| What you should do |
Which of the lines below contain the string "Datelike"? Pull each one out of the data.

┄┄┄┄┄┄┄┄┄┄

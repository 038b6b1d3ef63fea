//! ISO week and date helpers.
//!
//! Release schedules are expressed in ISO-8601 week numbers. This module
//! converts between `(year, week)` pairs and calendar dates, and provides
//! the loose parsing used by constraint normalization. The parsing
//! functions never fail: unusable input maps to documented sentinels.

use chrono::{DateTime, Datelike, Days, NaiveDate, Weekday};
use serde_json::Value;

/// Sentinel returned by [`coerce_int`] for input that is not an integer.
pub const INVALID_INT: i64 = -1;

/// Date formats accepted by [`parse_week`] for date-string input,
/// tried in order after RFC 3339.
const DATE_FORMATS: [&str; 3] = ["%Y-%m-%d", "%Y/%m/%d", "%d.%m.%Y"];

/// Date of the Monday of the given ISO week.
///
/// Follows the ISO-8601 week-numbering rule (week 1 is the week containing
/// the year's first Thursday). Returns `None` when the week number does not
/// exist in that year; weeks 1 through 52 exist in every ISO year, so
/// callers that keep weeks in range never see `None`.
#[must_use]
pub fn monday_of(year: i32, week: u32) -> Option<NaiveDate> {
    NaiveDate::from_isoywd_opt(year, week, Weekday::Mon)
}

/// Like [`monday_of`], but extends past the year's last week
/// arithmetically: week 53 of a 52-week year resolves to the Monday seven
/// days after week 52, which is week 1 of the following year. Weeks the
/// year does contain resolve identically to [`monday_of`].
#[must_use]
pub fn monday_of_extended(year: i32, week: u32) -> Option<NaiveDate> {
    if let Some(monday) = monday_of(year, week) {
        return Some(monday);
    }
    let weeks_past = u64::from(week.checked_sub(1)?);
    monday_of(year, 1)?.checked_add_days(Days::new(weeks_past * 7))
}

/// ISO `(year, week)` pair for a date. Inverse of [`monday_of`] for Mondays.
#[must_use]
pub fn iso_week_of(date: NaiveDate) -> (i32, u32) {
    let iso = date.iso_week();
    (iso.year(), iso.week())
}

/// Parse a loosely-typed JSON value into a week number.
///
/// An integer (or digit string) in `1..=52` is returned as-is. Any other
/// string is tried as a date and resolved to its ISO week number. Input
/// that is neither yields week 1.
#[must_use]
pub fn parse_week(input: &Value) -> u32 {
    let n = coerce_int(input);
    if (1..=52).contains(&n) {
        #[allow(clippy::cast_possible_truncation, clippy::cast_sign_loss)]
        return n as u32;
    }
    input
        .as_str()
        .and_then(parse_date_loose)
        .map_or(1, |date| date.iso_week().week())
}

/// Coerce a loosely-typed JSON value into an integer.
///
/// Accepts JSON integers and strings of an optional leading `-` followed by
/// ASCII digits. Everything else — floats, booleans, out-of-range digit
/// strings — yields [`INVALID_INT`].
#[must_use]
pub fn coerce_int(input: &Value) -> i64 {
    match input {
        Value::Number(n) => n.as_i64().unwrap_or(INVALID_INT),
        Value::String(s) => coerce_int_str(s),
        _ => INVALID_INT,
    }
}

/// String flavor of [`coerce_int`], used for JSON object keys.
#[must_use]
pub fn coerce_int_str(s: &str) -> i64 {
    let digits = s.strip_prefix('-').unwrap_or(s);
    if digits.is_empty() || !digits.bytes().all(|b| b.is_ascii_digit()) {
        return INVALID_INT;
    }
    s.parse().unwrap_or(INVALID_INT)
}

/// Try a handful of common date formats, most specific first.
fn parse_date_loose(s: &str) -> Option<NaiveDate> {
    let s = s.trim();
    if let Ok(dt) = DateTime::parse_from_rfc3339(s) {
        return Some(dt.date_naive());
    }
    DATE_FORMATS
        .iter()
        .find_map(|fmt| NaiveDate::parse_from_str(s, fmt).ok())
}
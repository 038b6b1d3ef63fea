//! Calendar event generation.
//!
//! Walks a selected release schedule week by week and renders the content
//! configuration into dated all-day events, driving the running beta
//! counter and the exceptional-week rules.

use std::collections::{BTreeSet, HashMap};

use chrono::{Datelike, Duration, NaiveDate};
use serde::Serialize;

use crate::calendar::content::{ContentConfig, ContentEntry, WeekContent, WORK_WEEK};
use crate::calendar::template::render_template;
use crate::cycle::solver::SelectedRelease;

/// One all-day calendar event.
#[derive(Debug, Clone, PartialEq, Eq, Serialize)]
pub struct CalendarEvent {
    /// Rendered event title.
    pub summary: String,
    /// Day the event covers.
    pub date: NaiveDate,
}

/// Render a release schedule into calendar events.
///
/// For every release the configured offsets are visited in ascending
/// order, then the remaining weeks of the release's cycle. Offsets `-1`
/// and `0`, pre-schedule weeks of the first release, and weeks in the
/// effective forbidden set are "no beta" weeks: they use their raw
/// per-offset content without the normal baseline, or nothing when
/// unconfigured. Every other week merges its offset content (if any)
/// over the baseline.
///
/// The beta counter starts at `last_beta`, rewinds to `last_beta` for
/// each pre-schedule week of the first release, is forced to 2 at offset
/// 1 of every release, and advances by 2 on every visited week whose ISO
/// week is not forbidden.
#[must_use]
pub fn schedule_events(
    schedule: &[SelectedRelease],
    content: &ContentConfig,
    forbidden: &BTreeSet<u32>,
    last_beta: i64,
) -> Vec<CalendarEvent> {
    let mut events = Vec::new();
    let mut beta = last_beta;

    for (i, release) in schedule.iter().enumerate() {
        for j in offset_sequence(content, release.duration) {
            if i == 0 && j < 0 {
                beta = last_beta;
            }
            if j == 1 {
                beta = 2;
            }
            let Some(monday) = release.monday.checked_add_signed(Duration::weeks(j)) else {
                continue;
            };
            let week = monday.iso_week().week();
            let no_beta = j == -1 || j == 0 || (i == 0 && j < 0) || forbidden.contains(&week);

            if no_beta {
                if let Some(overlay) = offset_content(content, j) {
                    add_week_events(&mut events, monday, overlay, beta);
                }
            } else if let Some(overlay) = offset_content(content, j) {
                let merged = content.normal.merged_with(overlay);
                add_week_events(&mut events, monday, &merged, beta);
            } else {
                add_week_events(&mut events, monday, &content.normal, beta);
            }

            if !forbidden.contains(&week) {
                beta = beta.saturating_add(2);
            }
        }
    }

    events
}

/// Week offsets visited for one release, in order: the configured offset
/// keys ascending, then the gap up to (excluding) `duration` past the
/// smallest key. Without configured offsets the release's own weeks
/// `0..duration` are visited.
fn offset_sequence(content: &ContentConfig, duration: u32) -> Vec<i64> {
    let keys: Vec<i64> = content.offsets.keys().map(|&k| i64::from(k)).collect();
    match (keys.first(), keys.last()) {
        (Some(&first), Some(&last)) => {
            let upper = i64::from(duration) + first;
            keys.iter().copied().chain(last + 1..upper).collect()
        }
        _ => (0..i64::from(duration)).collect(),
    }
}

/// Content configured for an offset, if any.
fn offset_content(content: &ContentConfig, offset: i64) -> Option<&WeekContent> {
    i32::try_from(offset)
        .ok()
        .and_then(|key| content.offsets.get(&key))
}

/// Render one week's entries into events.
///
/// Only literal entries render; a failed or blank render drops that one
/// entry and the rest of the week continues.
fn add_week_events(
    events: &mut Vec<CalendarEvent>,
    monday: NaiveDate,
    content: &WeekContent,
    beta: i64,
) {
    let vars = HashMap::from([("current_beta".to_string(), beta.to_string())]);
    for day in WORK_WEEK {
        let entries = content.entries(day);
        if entries.is_empty() {
            continue;
        }
        let offset = Duration::days(i64::from(day.num_days_from_monday()));
        let Some(date) = monday.checked_add_signed(offset) else {
            continue;
        };
        for entry in entries {
            let ContentEntry::Literal(text) = entry else {
                continue;
            };
            let Ok(summary) = render_template(text, &vars) else {
                continue;
            };
            if summary.trim().is_empty() {
                continue;
            }
            events.push(CalendarEvent { summary, date });
        }
    }
}
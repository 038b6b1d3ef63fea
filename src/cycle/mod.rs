//! Release cycle solving
//!
//! This module handles cycle constraints, candidate enumeration,
//! pinned-week filtering, and schedule materialization.

pub mod constraints;
pub mod enumerate;
pub mod filter;
pub mod solver;

pub use constraints::Constraints;
pub use constraints::PinnedWeekRule;
pub use enumerate::enumerate_cycles;
pub use enumerate::Cycle;
pub use filter::filter_cycles;
pub use solver::CycleSolver;
pub use solver::ReleaseRecord;
pub use solver::SelectedRelease;
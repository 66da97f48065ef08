//! The load pipeline: stream parsing, row materialisation, and the
//! resolution pass that replaces every stored index with a direct handle.
//! A failure anywhere discards the partially built model.

use std::io::Cursor;

use uuid::Uuid;

use crate::errors::{Error, Result};
use crate::raw::assembly::{CliHeader, MetadataRoot};
use crate::raw::heaps::table::{TableKind, TablesStream};
use crate::raw::heaps::{BlobHeap, BlobIndex, GuidHeap, StringHeap, StringIndex, UserStringHeap};
use crate::raw::il::{read_eh_sections, BodyHeader};
use crate::raw::indices::coded_index::TypeDefOrRef;
use crate::raw::indices::metadata_token::{MetadataToken, MetadataTokenKind};
use crate::raw::pe::PeFile;
use crate::structured::body::{decode_body, TokenSource};
use crate::structured::image::{Image, LoadOptions};
use crate::structured::members::*;
use crate::structured::signatures::{
	locals_from_blob, method_spec_from_blob, FieldSig, MemberRefSig, MethodSig, PropertySig,
	SigDecode, SIG_LOCALS,
};
use crate::structured::types::*;
use crate::utilities::{round_to_multiple_of, FromByteStream};

const EMPTY_HEAP: &[u8] = &[0];

/// Index resolution against the final row counts; shared by the signature
/// codec and the IL token decoder.
struct Resolver<'l> {
	rows: [u32; 64],
	us: UserStringHeap<'l>,
}

impl Resolver<'_> {
	fn check(&self, kind: TableKind, token_kind: MetadataTokenKind, row: u32) -> Result<u32> {
		match row >= 1 && row <= self.rows[kind as usize] {
			true => Ok(row - 1),
			false => Err(Error::IndexOutOfRange(MetadataToken::new(token_kind, row))),
		}
	}

	fn type_handle_at(&self, kind: TableKind, row: u32) -> Result<TypeHandle> {
		Ok(match kind {
			TableKind::TypeDef => TypeHandle::Def(ClassDefHandle(self.check(
				kind,
				MetadataTokenKind::TypeDef,
				row,
			)?)),
			TableKind::TypeRef => TypeHandle::Ref(ClassRefHandle(self.check(
				kind,
				MetadataTokenKind::TypeRef,
				row,
			)?)),
			TableKind::TypeSpec => TypeHandle::Spec(TypeSpecHandle(self.check(
				kind,
				MetadataTokenKind::TypeSpec,
				row,
			)?)),
			_ => return Err(Error::Signature("not a type token")),
		})
	}
}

┄┄┄┄┄┄┄┄┄┄

| Written answer |
use chrono::{DateTime, Datelike, Days, NaiveDate, Weekday};
use chrono::{Datelike, Duration, NaiveDate};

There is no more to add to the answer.